SCREENING OF ANTIBIOTIC RESISTANT GRAM NEGATIVE BACTERIA AND PLASMID PROFILING OF MULTI-DRUG RESISTANT ISOLATES PRESENT IN SEWAGE ASSOCIATED WITH HEALTH CARE CENTERS

Author(s):Khan Md. Anik Ashfaq, Sutradhar Pijush, Islam Mohammad Majharul, Ojha Ravi Kant, Biswas Gokul Chandra

Background: Healthcare effluent acts as the store house of harmful infectious agents such as the pathogens and microorganisms possessing multiple drug resistant genes. Potential health risk includes spreading of diseases by these pathogens and wide dissemination of antimicrobial resistance genes. Gram-negative bacteria are particularly important for causing most of the hospital and community acquired infections. Aim: This study was carried out to highlight the incidence of antibiotic resistant bacteria in hospital generated effluent discharged into municipal sewage system of Sylhet city, Bangladesh. Methodology: Standard biochemical tests were used to isolate and identify 29 gram negative bacteria from 6 effluent samples. Antibiotic susceptibility test was assessed by Kirby-Bauer disc diffusion method. Plasmid isolation and gel electrophoresis were performed using standard protocols. Results: Antibiogram study showed that the percentage of isolates resistant to amoxicillin, ceftriaxone, ciprofloxacin, gentamicin, imipenem, azithromycin, andsulphamethoxazole-trimethoprim were 93.10%, 55.17%, 27.6%, 24.14%, 20.7%, 13.8% and 10.34% respectively. Ten of the isolates showed resistance to three or more commonly used antibiotics.
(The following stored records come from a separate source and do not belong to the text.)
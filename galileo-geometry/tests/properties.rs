use approx::assert_abs_diff_eq;
use assert_matches::assert_matches;
use galileo_geometry::{
    ArrowLineString, ArrowOptions, BoundingBox, Circle, Coord, Curve, Geom, Geometry,
    GeometryCollection, GeometryError, LineString, LinearRing, MultiLineString, MultiPoint,
    MultiPolygon, Point, Polygon, Transform,
};

fn init_logger() {
    let _ = env_logger::builder().is_test(true).try_init();
}

fn unit_square() -> LinearRing {
    LinearRing::new(vec![
        Coord::new(0.0, 0.0),
        Coord::new(1.0, 0.0),
        Coord::new(1.0, 1.0),
        Coord::new(0.0, 1.0),
        Coord::new(0.0, 0.0),
    ])
}

fn aggregates() -> Vec<Geom> {
    let lines = MultiLineString::new(vec![
        LineString::new(vec![Coord::new(0.0, 0.0), Coord::new(3.0, 4.0)]),
        LineString::new(vec![Coord::new(-2.0, 1.0), Coord::new(-1.0, 8.0)]),
        LineString::default(),
    ]);
    let polygons = MultiPolygon::new(vec![
        Polygon::new(unit_square()),
        BoundingBox::new(5.0, 5.0, 7.0, 6.0).into(),
    ]);
    let points = MultiPoint::new(vec![
        Point::new(1.0, 1.0),
        Point::empty(),
        Point::new(-3.0, 2.0),
    ]);
    let collection = GeometryCollection::new(vec![
        lines.clone().into(),
        Circle::new(10.0, 10.0, 2.0).unwrap().into(),
        points.clone().into(),
    ]);

    vec![lines.into(), polygons.into(), points.into(), collection.into()]
}

fn children(geom: &Geom) -> Vec<Geom> {
    match geom {
        Geom::MultiLineString(v) => v.iter().cloned().map(Geom::from).collect(),
        Geom::MultiPolygon(v) => v.iter().cloned().map(Geom::from).collect(),
        Geom::MultiPoint(v) => v.iter().cloned().map(Geom::from).collect(),
        Geom::GeometryCollection(v) => v.iter().cloned().collect(),
        _ => vec![],
    }
}

#[test]
fn circle_distance_examples() {
    let circle = Circle::new(0.0, 0.0, 5.0).unwrap();
    assert_eq!(circle.distance(&Point::new(10.0, 0.0)).unwrap(), 5.0);
    assert_eq!(circle.distance(&Point::new(3.0, 0.0)).unwrap(), 0.0);
}

#[test]
fn distance_is_non_negative() {
    let queries = [
        Point::new(0.0, 0.0),
        Point::new(0.5, 0.5),
        Point::new(-10.0, 3.0),
        Point::new(100.0, -100.0),
    ];
    for geom in aggregates() {
        for query in &queries {
            assert!(geom.distance(query).unwrap() >= 0.0);
        }
    }
}

#[test]
fn polygon_area_with_hole() {
    let exterior = unit_square();
    assert_eq!(exterior.area(), 1.0);

    let hole = LinearRing::new(vec![
        Coord::new(0.25, 0.25),
        Coord::new(0.25, 0.75),
        Coord::new(0.75, 0.75),
        Coord::new(0.75, 0.25),
        Coord::new(0.25, 0.25),
    ]);
    assert_eq!(hole.area(), 0.25);
    assert_ne!(hole.is_ccw(), exterior.is_ccw());

    let polygon = Polygon::with_interiors(exterior, vec![hole]);
    assert_eq!(polygon.area(), 0.75);
}

#[test]
fn ring_orientation() {
    let ring = unit_square();
    assert!(ring.is_ccw());
    assert!(!ring.reversed().is_ccw());
}

#[test]
fn point_in_ring() {
    let ring = unit_square();
    assert!(ring.is_point_within(&Point::new(0.5, 0.5)).unwrap());
    assert!(!ring.is_point_within(&Point::new(2.0, 2.0)).unwrap());
}

#[test]
fn arrow_example() {
    init_logger();

    let options = ArrowOptions::default()
        .with_angle(45.0)
        .with_arrow_length(2.0)
        .with_position(1.0);
    let arrow =
        ArrowLineString::new(&Point::new(0.0, 0.0), &Point::new(10.0, 0.0), options).unwrap();

    assert_eq!(arrow.arrow_head(), Point::new(10.0, 0.0));
    assert_eq!(arrow.lines().num_lines(), 3);

    let [a, b] = arrow.arrow_extremities();
    let (a, b) = (a.coord().unwrap(), b.coord().unwrap());
    assert_abs_diff_eq!(a.x, b.x, epsilon = 1e-12);
    assert_abs_diff_eq!(a.y, -b.y, epsilon = 1e-12);
    assert!(a.x < 10.0);
    assert_abs_diff_eq!(a.distance(&Coord::new(10.0, 0.0)), 2.0, epsilon = 1e-12);
}

#[test]
fn arrow_from_coincident_points_is_defined() {
    init_logger();

    let point = Point::new(1.0, 1.0);
    let arrow = ArrowLineString::with_default_options(&point, &point).unwrap();
    assert_eq!(arrow.arrow_head(), point);
    for extremity in arrow.arrow_extremities() {
        assert!(extremity.x().unwrap().is_finite());
        assert!(extremity.y().unwrap().is_finite());
    }
}

#[test]
fn empty_state() {
    let mut point = Point::default();
    assert!(point.is_empty());
    assert_matches!(point.x(), Err(GeometryError::EmptyGeometry));
    point.set_y(2.0);
    assert!(!point.is_empty());
    assert_eq!(point, Point::new(0.0, 2.0));

    let mut circle = Circle::default();
    assert!(circle.is_empty());
    assert_matches!(circle.radius(), Err(GeometryError::EmptyGeometry));
    circle.set_x(1.0);
    assert!(!circle.is_empty());
    assert_eq!(circle.radius().unwrap(), 0.0);
}

#[test]
fn clones_are_independent() {
    let line = LineString::new(vec![Coord::new(0.0, 0.0), Coord::new(1.0, 1.0)]);
    let mut copy = line.clone();
    assert_eq!(copy, line);
    copy.push(Coord::new(2.0, 0.0));
    assert_eq!(line.num_vertices(), 2);
    assert_ne!(copy, line);

    let collection = GeometryCollection::new(aggregates());
    let mut copy = collection.clone();
    assert_eq!(copy, collection);
    if let Some(Geom::MultiPoint(points)) = copy.geometry_mut(2) {
        points.clear();
    }
    assert_ne!(copy, collection);
    assert_eq!(collection.geometry(2).map(|g| g.is_empty()), Some(false));
}

#[test]
fn aggregate_bounding_box_contains_children() {
    for geom in aggregates() {
        let bbox = geom.bounding_box().unwrap();
        for child in children(&geom) {
            if let Some(child_box) = child.bounding_box() {
                assert!(bbox.contains_box(&child_box), "{bbox} does not contain {child_box}");
            }
        }
    }
}

#[test]
fn envelope_is_closed_ring() {
    let polygon = Polygon::new(unit_square());
    let envelope = polygon.envelope().unwrap();
    let ring = envelope.exterior();
    assert_eq!(ring.num_vertices(), 5);
    assert!(ring.is_closed());
    assert_eq!(envelope.bounding_box(), polygon.bounding_box());
}

#[test]
fn transform_keeps_geometry_type() {
    let center = Point::new(0.0, 0.0);
    for geom in aggregates() {
        let rotated = geom.rotate(90.0, &center).unwrap();
        assert_eq!(rotated.geometry_type(), geom.geometry_type());
        let moved = geom.offset(1.0, -1.0).unwrap();
        assert_eq!(moved.geometry_type(), geom.geometry_type());

        let bbox = geom.bounding_box().unwrap();
        let moved_bbox = moved.bounding_box().unwrap();
        assert_abs_diff_eq!(moved_bbox.x_min(), bbox.x_min() + 1.0, epsilon = 1e-12);
        assert_abs_diff_eq!(moved_bbox.y_max(), bbox.y_max() - 1.0, epsilon = 1e-12);
    }
}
Plasmid profiles of the multi-drug resistant isolates showed to harbor two or more plasmids and almost all of them showed a common band for plasmid DNA size of 24.5kb. Conclusion: Resistance to the bacterial pathogens causing community acquired infections may, thus, exert a serious public health threat through confining the antibiotic pool. Hospitals should follow, monitor and regulate proper sanitary measures of hospital generated effluents to forestall the dissemination of multi drug resistant bacteria transfer from hospital waste to the environment.